Task prompt: Starting at the first line below, copy through to the last line exactly.

Data under study:
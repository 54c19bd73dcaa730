//! Drives one trial: epochs are run until the network is filled or the
//! stall guard gives up on it.

use log::{debug, warn};

use crate::gp_interface::{Algorithm, Stat};
use crate::gp_network::Network;
use crate::gp_propagation::run_epoch;
use crate::gp_random::RandomSource;

/// Terminal result of a trial
#[derive(Debug, Clone, Copy, PartialEq, Eq)]
pub enum TrialOutcome {
    /// Every node holds the data after `epochs` epochs
    Filled { epochs: usize, reused: usize },
    /// The epoch guard fired before the network was filled
    NonConvergent,
}

impl TrialOutcome {
    pub fn is_filled(&self) -> bool {
        matches!(self, TrialOutcome::Filled { .. })
    }
}

#[derive(Debug, Clone, Copy, PartialEq, Eq)]
pub enum TrialState {
    Running,
    Filled,
    NonConvergent,
}

/// Runs a chosen algorithm over a network until it is filled
pub struct EpochDriver {
    algorithm: Algorithm,
    fanout: usize,
    debug: bool,
    trace: Vec<Stat>,
}

impl EpochDriver {
    pub fn new(algorithm: Algorithm, fanout: usize) -> Self {
        Self {
            algorithm,
            fanout,
            debug: false,
            trace: Vec::new(),
        }
    }

    /// Dump the propagation history of stalled trials
    pub fn with_debug(mut self, debug: bool) -> Self {
        self.debug = debug;
        self
    }

    /// Per-epoch statistics of the last trial run
    pub fn trace(&self) -> &[Stat] {
        &self.trace
    }

    /// Run epochs over `network`, which must already have its leader marked.
    ///
    /// The trial is abandoned once the next epoch index would exceed the
    /// number of nodes.
    pub fn run(&mut self, network: &mut Network, rng: &RandomSource) -> TrialOutcome {
        self.trace.clear();

        let mut epoch = 0;
        let mut reused = 0;
        let mut state = TrialState::Running;

        while state == TrialState::Running {
            if network.is_filled() {
                state = TrialState::Filled;
            } else if epoch > network.len() {
                state = TrialState::NonConvergent;
            } else {
                let stat = run_epoch(network, self.algorithm, self.fanout, epoch, rng);
                reused += stat.reused;
                self.trace.push(stat);
                epoch += 1;
            }
        }

        match state {
            TrialState::Filled => {
                debug!(
                    "{}: filled {} nodes in {} epochs, {} reused",
                    self.algorithm,
                    network.len(),
                    epoch,
                    reused
                );
                TrialOutcome::Filled {
                    epochs: epoch,
                    reused,
                }
            }
            _ => {
                if self.debug {
                    warn!(
                        "{}: found infinite cycle after {} epochs\n{}",
                        self.algorithm,
                        epoch,
                        network.history_dump()
                    );
                } else {
                    debug!("{}: no convergence after {} epochs", self.algorithm, epoch);
                }
                TrialOutcome::NonConvergent
            }
        }
    }
}

#[cfg(test)]
mod tests {
    use super::*;
    use crate::gp_interface::ClusterSpec;
    use crate::gp_network::TopologyBuilder;

    fn prepare_network(size: usize, rng: &RandomSource) -> Network {
        let mut net = Network::sample(size, rng).unwrap();
        net.visit_node(0).unwrap();
        net
    }

    #[test]
    fn test_coverage_never_decreases() {
        let rng = RandomSource::new();

        for algorithm in Algorithm::ALL {
            for _ in 0..5 {
                let mut net = prepare_network(50, &rng);
                let mut driver = EpochDriver::new(algorithm, 3);
                driver.run(&mut net, &rng);

                let coverage: Vec<usize> = driver.trace().iter().map(|s| s.coverage).collect();
                assert!(
                    coverage.windows(2).all(|w| w[0] <= w[1]),
                    "{} coverage went down: {:?}",
                    algorithm,
                    coverage
                );
            }
        }
    }

    #[test]
    fn test_filled_outcome_fills_network() {
        let rng = RandomSource::new();

        for algorithm in [
            Algorithm::NaiveOnce,
            Algorithm::NaiveForever,
            Algorithm::NaiveForeverMemorise,
            Algorithm::CentralisedMemorise,
            Algorithm::VectorOnce,
        ] {
            let mut net = prepare_network(40, &rng);
            let mut driver = EpochDriver::new(algorithm, 5);
            let outcome = driver.run(&mut net, &rng);

            if let TrialOutcome::Filled { epochs, reused } = outcome {
                assert!(net.is_filled());
                assert_eq!(epochs, driver.trace().len());
                assert_eq!(reused, driver.trace().iter().map(|s| s.reused).sum::<usize>());
                assert_eq!(driver.trace().last().unwrap().coverage, 40);
            } else {
                assert!(!net.is_filled());
            }
        }
    }

    #[test]
    fn test_full_fanout_fills_in_one_epoch() {
        let rng = RandomSource::new();
        let mut net = prepare_network(10, &rng);

        let outcome = EpochDriver::new(Algorithm::NaiveOnce, 9).run(&mut net, &rng);
        assert_eq!(outcome, TrialOutcome::Filled { epochs: 1, reused: 0 });
    }

    #[test]
    fn test_single_node_needs_no_epoch() {
        let rng = RandomSource::new();
        let mut net = prepare_network(1, &rng);

        let outcome = EpochDriver::new(Algorithm::NaiveOnce, 1).run(&mut net, &rng);
        assert_eq!(outcome, TrialOutcome::Filled { epochs: 0, reused: 0 });
    }

    #[test]
    fn test_zero_fanout_stalls() {
        let rng = RandomSource::new();
        let mut net = prepare_network(5, &rng);

        let mut driver = EpochDriver::new(Algorithm::NaiveForever, 0);
        assert_eq!(driver.run(&mut net, &rng), TrialOutcome::NonConvergent);
        // epochs 0..=size ran before the guard fired
        assert_eq!(driver.trace().len(), 6);
        assert_eq!(net.coverage(), 1);
    }

    #[test]
    fn test_isolated_leader_stalls() {
        let rng = RandomSource::new();
        let mut net = TopologyBuilder::new(8)
            .with_default_probability(0.0)
            .build(&rng)
            .unwrap();
        net.visit_node(0).unwrap();

        let outcome = EpochDriver::new(Algorithm::NaiveForever, 2)
            .with_debug(true)
            .run(&mut net, &rng);
        assert_eq!(outcome, TrialOutcome::NonConvergent);
        assert!(!outcome.is_filled());
    }

    #[test]
    fn test_unreachable_cluster_stalls() {
        let rng = RandomSource::new();
        // nodes 0..4 form a complete cluster, nodes 4..8 are linked to nobody
        let mut net = TopologyBuilder::new(8)
            .with_clusters(vec![ClusterSpec::new(1.0, 4).unwrap()])
            .with_default_probability(0.0)
            .build(&rng)
            .unwrap();
        net.visit_node(0).unwrap();

        let mut driver = EpochDriver::new(Algorithm::NaiveForever, 3);
        assert_eq!(driver.run(&mut net, &rng), TrialOutcome::NonConvergent);
        assert_eq!(net.coverage(), 4);
    }
}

Solved exercise:
repository 54c19bd73dcaa730
//! Drives one trial: epochs are run until the network is filled or the
//! stall guard gives up on it.

use log::{debug, warn};

use crate::gp_interface::{Algorithm, Stat};
use crate::gp_network::Network;
use crate::gp_propagation::run_epoch;
use crate::gp_random::RandomSource;

/// Terminal result of a trial
#[derive(Debug, Clone, Copy, PartialEq, Eq)]
pub enum TrialOutcome {
    /// Every node holds the data after `epochs` epochs
    Filled { epochs: usize, reused: usize },
    /// The epoch guard fired before the network was filled
    NonConvergent,
}

impl TrialOutcome {
    pub fn is_filled(&self) -> bool {
        matches!(self, TrialOutcome::Filled { .. })
    }
}

#[derive(Debug, Clone, Copy, PartialEq, Eq)]
pub enum TrialState {
    Running,
    Filled,
    NonConvergent,
}

/// Runs a chosen algorithm over a network until it is filled
pub struct EpochDriver {
    algorithm: Algorithm,
    fanout: usize,
    debug: bool,
    trace: Vec<Stat>,
}

impl EpochDriver {
    pub fn new(algorithm: Algorithm, fanout: usize) -> Self {
        Self {
            algorithm,
            fanout,
            debug: false,
            trace: Vec::new(),
        }
    }

    /// Dump the propagation history of stalled trials
    pub fn with_debug(mut self, debug: bool) -> Self {
        self.debug = debug;
        self
    }

    /// Per-epoch statistics of the last trial run
    pub fn trace(&self) -> &[Stat] {
        &self.trace
    }

    /// Run epochs over `network`, which must already have its leader marked.
    ///
    /// The trial is abandoned once the next epoch index would exceed the
    /// number of nodes.
    pub fn run(&mut self, network: &mut Network, rng: &RandomSource) -> TrialOutcome {
        self.trace.clear();

        let mut epoch = 0;
        let mut reused = 0;
        let mut state = TrialState::Running;

        while state == TrialState::Running {
            if network.is_filled() {
                state = TrialState::Filled;
            } else if epoch > network.len() {
                state = TrialState::NonConvergent;
            } else {
                let stat = run_epoch(network, self.algorithm, self.fanout, epoch, rng);
                reused += stat.reused;
                self.trace.push(stat);
                epoch += 1;
            }
        }

        match state {
            TrialState::Filled => {
                debug!(
                    "{}: filled {} nodes in {} epochs, {} reused",
                    self.algorithm,
                    network.len(),
                    epoch,
                    reused
                );
                TrialOutcome::Filled {
                    epochs: epoch,
                    reused,
                }
            }
            _ => {
                if self.debug {
                    warn!(
                        "{}: found infinite cycle after {} epochs\n{}",
                        self.algorithm,
                        epoch,
                        network.history_dump()
                    );
                } else {
                    debug!("{}: no convergence after {} epochs", self.algorithm, epoch);
                }
                TrialOutcome::NonConvergent
            }
        }
    }
}

#[cfg(test)]
mod tests {
    use super::*;
    use crate::gp_interface::ClusterSpec;
    use crate::gp_network::TopologyBuilder;

    fn prepare_network(size: usize, rng: &RandomSource) -> Network {
        let mut net = Network::sample(size, rng).unwrap();
        net.visit_node(0).unwrap();
        net
    }

    #[test]
    fn test_coverage_never_decreases() {
        let rng = RandomSource::new();

        for algorithm in Algorithm::ALL {
            for _ in 0..5 {
                let mut net = prepare_network(50, &rng);
                let mut driver = EpochDriver::new(algorithm, 3);
                driver.run(&mut net, &rng);

                let coverage: Vec<usize> = driver.trace().iter().map(|s| s.coverage).collect();
                assert!(
                    coverage.windows(2).all(|w| w[0] <= w[1]),
                    "{} coverage went down: {:?}",
                    algorithm,
                    coverage
                );
            }
        }
    }

    #[test]
    fn test_filled_outcome_fills_network() {
        let rng = RandomSource::new();

        for algorithm in [
            Algorithm::NaiveOnce,
            Algorithm::NaiveForever,
            Algorithm::NaiveForeverMemorise,
            Algorithm::CentralisedMemorise,
            Algorithm::VectorOnce,
        ] {
            let mut net = prepare_network(40, &rng);
            let mut driver = EpochDriver::new(algorithm, 5);
            let outcome = driver.run(&mut net, &rng);

            if let TrialOutcome::Filled { epochs, reused } = outcome {
                assert!(net.is_filled());
                assert_eq!(epochs, driver.trace().len());
                assert_eq!(reused, driver.trace().iter().map(|s| s.reused).sum::<usize>());
                assert_eq!(driver.trace().last().unwrap().coverage, 40);
            } else {
                assert!(!net.is_filled());
            }
        }
    }

    #[test]
    fn test_full_fanout_fills_in_one_epoch() {
        let rng = RandomSource::new();
        let mut net = prepare_network(10, &rng);

        let outcome = EpochDriver::new(Algorithm::NaiveOnce, 9).run(&mut net, &rng);
        assert_eq!(outcome, TrialOutcome::Filled { epochs: 1, reused: 0 });
    }

    #[test]
    fn test_single_node_needs_no_epoch() {
        let rng = RandomSource::new();
        let mut net = prepare_network(1, &rng);

        let outcome = EpochDriver::new(Algorithm::NaiveOnce, 1).run(&mut net, &rng);
        assert_eq!(outcome, TrialOutcome::Filled { epochs: 0, reused: 0 });
    }

    #[test]
    fn test_zero_fanout_stalls() {
        let rng = RandomSource::new();
        let mut net = prepare_network(5, &rng);

        let mut driver = EpochDriver::new(Algorithm::NaiveForever, 0);
        assert_eq!(driver.run(&mut net, &rng), TrialOutcome::NonConvergent);
        // epochs 0..=size ran before the guard fired
        assert_eq!(driver.trace().len(), 6);
        assert_eq!(net.coverage(), 1);
    }

    #[test]
    fn test_isolated_leader_stalls() {
        let rng = RandomSource::new();
        let mut net = TopologyBuilder::new(8)
            .with_default_probability(0.0)
            .build(&rng)
            .unwrap();
        net.visit_node(0).unwrap();

        let outcome = EpochDriver::new(Algorithm::NaiveForever, 2)
            .with_debug(true)
            .run(&mut net, &rng);
        assert_eq!(outcome, TrialOutcome::NonConvergent);
        assert!(!outcome.is_filled());
    }

    #[test]
    fn test_unreachable_cluster_stalls() {
        let rng = RandomSource::new();
        // nodes 0..4 form a complete cluster, nodes 4..8 are linked to nobody
        let mut net = TopologyBuilder::new(8)
            .with_clusters(vec![ClusterSpec::new(1.0, 4).unwrap()])
            .with_default_probability(0.0)
            .build(&rng)
            .unwrap();
        net.visit_node(0).unwrap();

        let mut driver = EpochDriver::new(Algorithm::NaiveForever, 3);
        assert_eq!(driver.run(&mut net, &rng), TrialOutcome::NonConvergent);
        assert_eq!(net.coverage(), 4);
    }
}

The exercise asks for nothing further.